13 € intero7,5 € ridotto, di durata di 1 giorno

oppure

22 € intero i 12 € ridotto, di durata di 3 giorni, consente visitare Pompei, Ercolano, Oplonti, Stabia* e Boscoreale

(*) L’ingresso alle Ville di Stabia è libero

Ogni prima domenica del mese l’ingresso agli scavi, così come nei tutti monumenti gestiti dal MiBACT è gratuito. Le casse e le porte d’ingresso rimangono chiuse tra le 12:30 e 14:30

Info: www.pompeiisites.org (da qui potete scaricare tra l’altro le piante ufficiali dei siti archeologici)

Cosa portare?

La zona archeologica non è per niente piccola. Sarà opportuno munirsi di un paio di scarpe comode e una bottiglia d’acqua(in città si trovano alcune fontane con acqua potabile). Occorre portarsi dei panini o qualche altro snack, eventualmente potete contare su Autogrill ubicato dietro il Foro. Vi sconsiglio vivamente di visitare Pompei durante le calde giornate estive. Portate qualcosa per coprire la testa dal solela crema solare e un’ombrellino e k-way per proteggersi dalla eventuale pioggia. Vi sarà di enorme aiuto qualche pubblicazione o guida dedicata alla città antica.

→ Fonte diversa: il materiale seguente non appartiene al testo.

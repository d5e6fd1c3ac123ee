//! repoaudit library
//!
//! Audits every repository of a GitHub organization against a declarative
//! rule file, records a per-repository result for each rule, and aggregates
//! statistics over the run.
//!
//! ```rust
//! use chrono::Utc;
//! use repoaudit::audit::RepositorySnapshot;
//! use repoaudit::rules::{engine, Action, Resource, RuleDefinition};
//! use repoaudit::stats;
//!
//! let rules = vec![RuleDefinition::new("no-public", Action::Forbid, Resource::Private)];
//! let repos = vec![RepositorySnapshot::new("org/tool", Utc::now()).with_private(true)];
//!
//! let run = engine::run(&rules, repos).unwrap();
//! let stats = stats::aggregate(&run);
//! assert_eq!(stats.get("private"), 1);
//! assert_eq!(stats.get("no-public"), 0);
//! ```

pub mod appends;
pub mod audit;
pub mod cli;
pub mod compare;
pub mod config;
pub mod error;
pub mod providers;
pub mod rules;
pub mod state;
pub mod stats;

pub use error::RepoAuditError;
//! File repository source - GitHub API repository JSON saved on disk

use std::fs;
use std::path::PathBuf;

use super::{parse_repositories, RepositorySource};
use crate::audit::RepositorySnapshot;
use crate::error::{ProviderError, RepoAuditError};

/// Reads repositories from a JSON dump, e.g.
/// `gh api --paginate orgs/<org>/repos > repos.json`
#[derive(Debug, Clone)]
pub struct FileSource {
    path: PathBuf,
}

impl FileSource {
    pub fn new(path: impl Into<PathBuf>) -> Self {
        Self { path: path.into() }
    }
}

impl RepositorySource for FileSource {
    fn name(&self) -> String {
        format!("file {}", self.path.display())
    }

    fn fetch(&self) -> Result<Vec<RepositorySnapshot>, RepoAuditError> {
        let bytes = fs::read(&self.path).map_err(|e| ProviderError::FileRead {
            path: self.path.display().to_string(),
            source: e,
        })?;

        Ok(parse_repositories(
            &bytes,
            &self.path.display().to_string(),
        )?)
    }
}
//! Configuration module

pub mod loader;

pub use loader::{Config, CONFIG_FILENAME};

/// Starter rule file written by `repoaudit init`
pub const SAMPLE_RULES: &str = r#"# Rule definitions for repoaudit.
#
# action:   match | exclude-match | require | forbid
# resource: full_name, name, description, homepage, language, license,
#           default_branch, topics, visibility.private, visibility.archived,
#           visibility.disabled, visibility.fork, stargazers, forks,
#           watchers, open_issues
# type:     string | bool | list | number (optional, must fit the resource)
# match/exclude use glob patterns, matched case-sensitively against the
# whole value; exclude also matches the repository full name.

- name: no-public
  action: forbid
  resource: visibility.private
  type: bool

- name: has-license
  action: require
  resource: license
  type: string

- name: has-description
  action: require
  resource: description

- name: has-topics
  action: require
  resource: topics
"#;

A Pompei vengono condotti numerosi lavori di scavo e di restauro. Tenete presente che non tutte le rovine segnalate sulla cartina ufficiale della città possono essere accessibili e che in cambio forse riuscirete a visitare qualche monumento aperto al pubblico solo temporaneamente.